The author was asked to research the best (or promising) methods to help adult students return to school and provide a robust program design for the District of Columbia. Office of the State Superintendent of Education (OSSE) as the state education agency, will be responsible for encouraging and providing pathways for these students. While OSSE will be faced with budget restrictions in the first four years of implementation, the proposed program will help disseminate basic information to prospective adult students. The second phase of implementation will be the core of the program and will be similar to programs across the country that are experiencing success. This program will bring Washington, D.C. closer to the goal of higher adult degree attainment to keep up with the growing demand for postsecondary credentials.
Montgomery County, Office of the State's Attorney
2. Outcome Evaluation of Montgomery County State's Attorney's Truancy Prevention Program. This report is an outcome evaluation that analyzes the pre- and post-program absences experienced by middle school students participating in the Fall 2015 Truancy Prevention Program sponsored by the Montgomery County State’s Attorney’s Office. A comparison and analysis was made between the pre-program truancy rate and the post-intervention truancy rate for participating students. The report analyzes the Truancy Prevention Program’s effect on the short-term outcome of truancy.
Montgomery County Correctional Facilities
3. Montgomery County Correctional Facility's Volunteer Services Division: A Case Study.
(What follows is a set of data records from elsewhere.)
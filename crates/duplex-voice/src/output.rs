//! **Audio output sink** — where playback frames land.
//!
//! The pipeline drives a sink through a narrow trait: write a frame, stop
//! (synchronous silence), and report drain state. `RodioSink` is the
//! production implementation; `CollectingSink` records frames for tests and
//! can simulate a slow device for backpressure scenarios.

use crate::error::{VoiceError, VoiceResult};
use crate::synthesize::AudioFrame;
use async_trait::async_trait;
use rodio::buffer::SamplesBuffer;
use rodio::{OutputStreamHandle, Sink};
use std::sync::Mutex;
use std::time::Duration;
use tracing::info;

/// Output device abstraction used by the playback consumer.
#[async_trait]
pub trait AudioSink: Send + Sync {
    /// Write one frame. May suspend while the device accepts the audio.
    async fn write_frame(&self, frame: &AudioFrame) -> VoiceResult<()>;

    /// Stop immediately: discard anything buffered and fall silent before
    /// returning. Must be idempotent.
    fn stop(&self);

    /// True when everything written has played out.
    fn is_idle(&self) -> bool;
}

/// Production sink backed by a rodio `Sink`. Frames are interpreted as
/// 16-bit little-endian mono PCM at the configured rate.
///
/// The caller keeps the `OutputStream` alive for the session (it is not
/// `Send`); only the handle is needed here.
pub struct RodioSink {
    sink: Sink,
    sample_rate: u32,
}

impl RodioSink {
    pub fn new(handle: &OutputStreamHandle, sample_rate: u32) -> VoiceResult<Self> {
        let sink = Sink::try_new(handle).map_err(|e| VoiceError::Playback(e.to_string()))?;
        info!("output sink ready ({}Hz mono)", sample_rate);
        Ok(Self { sink, sample_rate })
    }
}

#[async_trait]
impl AudioSink for RodioSink {
    async fn write_frame(&self, frame: &AudioFrame) -> VoiceResult<()> {
        if frame.bytes.is_empty() {
            return Ok(());
        }
        let samples: Vec<i16> = frame
            .bytes
            .chunks_exact(2)
            .map(|pair| i16::from_le_bytes([pair[0], pair[1]]))
            .collect();
        self.sink
            .append(SamplesBuffer::new(1, self.sample_rate, samples));
        Ok(())
    }

    fn stop(&self) {
        self.sink.stop();
    }

    fn is_idle(&self) -> bool {
        self.sink.empty()
    }
}

/// Test sink: records every frame, optionally simulating a slow device.
#[derive(Default)]
pub struct CollectingSink {
    frames: Mutex<Vec<AudioFrame>>,
    stopped: Mutex<bool>,
    /// Simulated device write time per frame.
    pub write_delay: Option<Duration>,
    /// When set, `write_frame` fails after this many frames.
    pub fail_after: Option<usize>,
}

impl CollectingSink {
    pub fn new() -> Self {
        Self::default()
    }

    pub fn with_write_delay(delay: Duration) -> Self {
        Self {
            write_delay: Some(delay),
            ..Self::default()
        }
    }

    /// Sink whose writes start failing after `frames` successful ones.
    pub fn failing_after(frames: usize) -> Self {
        Self {
            fail_after: Some(frames),
            ..Self::default()
        }
    }

    /// Frames written so far.
    pub fn written(&self) -> Vec<AudioFrame> {
        self.frames.lock().map(|f| f.clone()).unwrap_or_default()
    }

    pub fn written_count(&self) -> usize {
        self.frames.lock().map(|f| f.len()).unwrap_or(0)
    }

    pub fn was_stopped(&self) -> bool {
        self.stopped.lock().map(|s| *s).unwrap_or(false)
    }
}

#[async_trait]
impl AudioSink for CollectingSink {
    async fn write_frame(&self, frame: &AudioFrame) -> VoiceResult<()> {
        if let Some(limit) = self.fail_after {
            if self.written_count() >= limit {
                return Err(VoiceError::Playback("simulated device failure".to_string()));
            }
        }
        if let Some(delay) = self.write_delay {
            tokio::time::sleep(delay).await;
        }
        self.frames
            .lock()
            .map_err(|_| VoiceError::Playback("frame lock poisoned".to_string()))?
            .push(frame.clone());
        Ok(())
    }

    fn stop(&self) {
        if let Ok(mut stopped) = self.stopped.lock() {
            *stopped = true;
        }
    }

    fn is_idle(&self) -> bool {
        true
    }
}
Montgomery County Correctional Facility in Boyds, Maryland is a county jail that houses men, women, and juveniles and has a variety of rehabilitative programs for the inmates. Most of the rehabilitative programs are administered by volunteers who run religious programs, self-improvement programs, and recreational programs. These volunteers are a part of the Volunteer Services Division at the facility. This case study that was done on the division relied on interviews, observations, and data review in order to make recommendations on improving the division. From the study’s findings, it was clear that the volunteers and the inmates who participate in volunteer-led programming hold the division in high regard. The case study concludes with recommendations on how the division could improve the way in which it evaluates volunteer-led programs as well as some recommendations on the volunteer recruitment process.
4. Evaluation of Montgomery County Correctional Facility's Inmate Programs and Services Performance Measurements. Montgomery County Correctional Facility (MCCF) provides many services and programs to its inmate, which is the responsibility of the Inmate Programs and Services department. Inmate Programs and Services monitors its progress with performance measurements. Interviews and research was conducted to evaluate the performance measurements, which led to several recommendations on how to improve the performance measurements; both what MCCF should continue to do and what they can change.
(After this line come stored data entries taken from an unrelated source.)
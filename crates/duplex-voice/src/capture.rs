//! **SpeechCaptureMonitor** — continuous capture for the whole session.
//!
//! Wraps a [`SpeechRecognizer`] and runs one background task for the session
//! lifetime. Capture never pauses during playback; that is the enabling
//! invariant for barge-in. The monitor exposes two views of the same stream:
//! an instant `latest_partial()` snapshot for the barge-in detector, and a
//! `next_finalized()` channel the coordinator suspends on between turns.

use crate::error::VoiceResult;
use crate::normalize::Normalizer;
use crate::recognize::SpeechRecognizer;
use crate::transcript::{FinalizedUtterance, PartialTranscript};
use chrono::Utc;
use serde::Serialize;
use std::sync::atomic::{AtomicBool, Ordering};
use std::sync::{Arc, Mutex};
use tokio::sync::mpsc;
use tokio::task::JoinHandle;
use tracing::{info, warn};

/// Configuration for the capture monitor.
#[derive(Debug, Clone)]
pub struct CaptureConfig {
    /// Finalized-utterance buffer. One per turn is consumed; overflow beyond
    /// this is dropped with a warning rather than stalling partial updates.
    pub finalized_buffer: usize,
}

impl Default for CaptureConfig {
    fn default() -> Self {
        Self { finalized_buffer: 8 }
    }
}

/// Read-only session statistics, not part of the correctness contract.
#[derive(Debug, Clone, Copy, Default, Serialize)]
pub struct CaptureStats {
    /// Finalized segments observed so far.
    pub finalized_count: u64,
    /// Mean first-partial-to-finalized latency, over segments that had a
    /// partial phase.
    pub avg_latency_ms: f64,
}

#[derive(Default)]
struct StatsInner {
    finalized_count: u64,
    measured: u64,
    avg_latency_ms: f64,
}

struct CaptureShared {
    latest: Mutex<PartialTranscript>,
    stats: Mutex<StatsInner>,
    stopped: AtomicBool,
}

/// Session-lifetime capture monitor. Created with [`SpeechCaptureMonitor::start`];
/// dropped or [`stop`](SpeechCaptureMonitor::stop)ped at session end.
pub struct SpeechCaptureMonitor {
    shared: Arc<CaptureShared>,
    finalized_rx: mpsc::Receiver<FinalizedUtterance>,
    recognizer: Arc<dyn SpeechRecognizer>,
    _task: JoinHandle<()>,
}

impl SpeechCaptureMonitor {
    /// Start continuous capture. The recognizer's event stream is consumed on
    /// a background task until it closes or `stop()` is called.
    pub fn start(
        recognizer: Arc<dyn SpeechRecognizer>,
        normalizer: Normalizer,
        config: CaptureConfig,
    ) -> VoiceResult<Self> {
        let mut events = recognizer.start_capture()?;
        let (finalized_tx, finalized_rx) = mpsc::channel(config.finalized_buffer.max(1));

        let shared = Arc::new(CaptureShared {
            latest: Mutex::new(PartialTranscript::default()),
            stats: Mutex::new(StatsInner::default()),
            stopped: AtomicBool::new(false),
        });

        let task_shared = Arc::clone(&shared);
        let task = tokio::spawn(async move {
            // First-partial time of the segment in flight, for latency stats.
            let mut segment_started: Option<tokio::time::Instant> = None;

            while let Some(event) = events.recv().await {
                let text = normalizer.apply(&event.text);

                if event.is_final {
                    // Segment over: the partial belongs to the next segment.
                    if let Ok(mut latest) = task_shared.latest.lock() {
                        *latest = PartialTranscript::default();
                    }

                    if text.is_empty() {
                        segment_started = None;
                        continue;
                    }

                    let latency_ms = segment_started
                        .take()
                        .map(|t| t.elapsed().as_secs_f64() * 1000.0);
                    if let Ok(mut stats) = task_shared.stats.lock() {
                        stats.finalized_count += 1;
                        if let Some(lat) = latency_ms {
                            stats.measured += 1;
                            let n = stats.measured as f64;
                            stats.avg_latency_ms =
                                (stats.avg_latency_ms * (n - 1.0) + lat) / n;
                        }
                    }

                    let utterance = FinalizedUtterance {
                        text,
                        completed_at: Utc::now(),
                    };
                    // try_send: a stalled consumer must never stall partials.
                    if let Err(e) = finalized_tx.try_send(utterance) {
                        warn!("finalized utterance dropped (buffer full): {}", e);
                    }
                } else {
                    if segment_started.is_none() && !text.is_empty() {
                        segment_started = Some(tokio::time::Instant::now());
                    }
                    if let Ok(mut latest) = task_shared.latest.lock() {
                        *latest = PartialTranscript {
                            text,
                            observed_at: Some(Utc::now()),
                        };
                    }
                }
            }

            if !task_shared.stopped.load(Ordering::SeqCst) {
                warn!("capture stream ended without stop()");
            }
        });

        info!("capture monitor started (continuous, full-duplex)");

        Ok(Self {
            shared,
            finalized_rx,
            recognizer,
            _task: task,
        })
    }

    /// Instant snapshot of the in-progress transcript. Safe to call from any
    /// task at any rate; the lock is held only for the clone.
    pub fn latest_partial(&self) -> PartialTranscript {
        self.shared
            .latest
            .lock()
            .map(|g| g.clone())
            .unwrap_or_default()
    }

    /// Cheap clone handle onto the live partial transcript, for observers
    /// (the barge-in detector) running on their own tasks.
    pub fn partial_view(&self) -> PartialView {
        PartialView {
            shared: Arc::clone(&self.shared),
        }
    }

    /// Suspend until the next finalized utterance. Returns `None` once the
    /// monitor has stopped (or the recognizer died); the caller decides
    /// whether that is a graceful stop or a [`crate::error::VoiceError::Capture`].
    pub async fn next_finalized(&mut self) -> Option<FinalizedUtterance> {
        self.finalized_rx.recv().await
    }

    /// Stop capture. Idempotent; the background task exits once the
    /// recognizer closes its stream.
    pub fn stop(&self) {
        if !self.shared.stopped.swap(true, Ordering::SeqCst) {
            self.recognizer.stop_capture();
            let stats = self.stats();
            info!(
                "capture stopped ({} utterances, avg latency {:.0}ms)",
                stats.finalized_count, stats.avg_latency_ms
            );
        }
    }

    /// True once `stop()` has been called.
    pub fn is_stopped(&self) -> bool {
        self.shared.stopped.load(Ordering::SeqCst)
    }

    /// Observability snapshot.
    pub fn stats(&self) -> CaptureStats {
        self.shared
            .stats
            .lock()
            .map(|s| CaptureStats {
                finalized_count: s.finalized_count,
                avg_latency_ms: s.avg_latency_ms,
            })
            .unwrap_or_default()
    }
}

/// Read-only view of the monitor's live partial transcript.
#[derive(Clone)]
pub struct PartialView {
    shared: Arc<CaptureShared>,
}

impl PartialView {
    /// Same semantics as [`SpeechCaptureMonitor::latest_partial`].
    pub fn latest(&self) -> PartialTranscript {
        self.shared
            .latest
            .lock()
            .map(|g| g.clone())
            .unwrap_or_default()
    }
}

impl Drop for SpeechCaptureMonitor {
    fn drop(&mut self) {
        self.stop();
    }
}

#[cfg(test)]
mod tests {
    use super::*;
    use crate::recognize::PushRecognizer;

    fn monitor_with_feed() -> (SpeechCaptureMonitor, crate::recognize::RecognizerFeed) {
        let (rec, feed) = PushRecognizer::new();
        let monitor = SpeechCaptureMonitor::start(
            Arc::new(rec),
            Normalizer::new(),
            CaptureConfig::default(),
        )
        .unwrap();
        (monitor, feed)
    }

    #[tokio::test]
    async fn partials_are_visible_instantly() {
        let (monitor, feed) = monitor_with_feed();
        assert!(monitor.latest_partial().is_empty());

        feed.partial("tell me").await.unwrap();
        tokio::task::yield_now().await;

        let partial = monitor.latest_partial();
        assert_eq!(partial.text, "tell me");
        assert!(partial.observed_at.is_some());
    }

    #[tokio::test]
    async fn finalized_clears_partial_and_is_consumed_once() {
        let (mut monitor, feed) = monitor_with_feed();

        feed.partial("hel").await.unwrap();
        feed.finalized("hello").await.unwrap();

        let utterance = monitor.next_finalized().await.unwrap();
        assert_eq!(utterance.text, "hello");
        assert!(monitor.latest_partial().is_empty());
    }

    #[tokio::test]
    async fn transcripts_are_corrected_before_exposure() {
        let (mut monitor, feed) = monitor_with_feed();

        feed.partial("I wanna").await.unwrap();
        tokio::task::yield_now().await;
        assert_eq!(monitor.latest_partial().text, "I want to");

        feed.finalized("I wanna know about the A P I").await.unwrap();
        let utterance = monitor.next_finalized().await.unwrap();
        assert_eq!(utterance.text, "I want to know about the API");
    }

    #[tokio::test]
    async fn empty_finalized_segments_are_skipped() {
        let (mut monitor, feed) = monitor_with_feed();

        feed.finalized("   ").await.unwrap();
        feed.finalized("real words").await.unwrap();

        let utterance = monitor.next_finalized().await.unwrap();
        assert_eq!(utterance.text, "real words");
        assert_eq!(monitor.stats().finalized_count, 1);
    }

    #[tokio::test]
    async fn stop_closes_the_finalized_stream() {
        let (mut monitor, feed) = monitor_with_feed();
        monitor.stop();
        drop(feed);
        assert!(monitor.next_finalized().await.is_none());
        assert!(monitor.is_stopped());
    }
}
Montgomery County Department of Health and Human Services
5. Review of Montgomery County's Senior Nutrition Program. Seniors need good nutrition in order to maintain a high quality of life, but they also face many obstacles in obtaining proper nutrition as they age. The Senior Nutrition Program in Montgomery County aims to mitigate many of these challenges faced by seniors by offering nutritious meals to County residents aged 60 and older both in congregate settings and through home-delivery programs for homebound or disabled seniors. This spring, the Senior Nutrition Program was due for an evaluation by the County’s Department of Health and Human Services.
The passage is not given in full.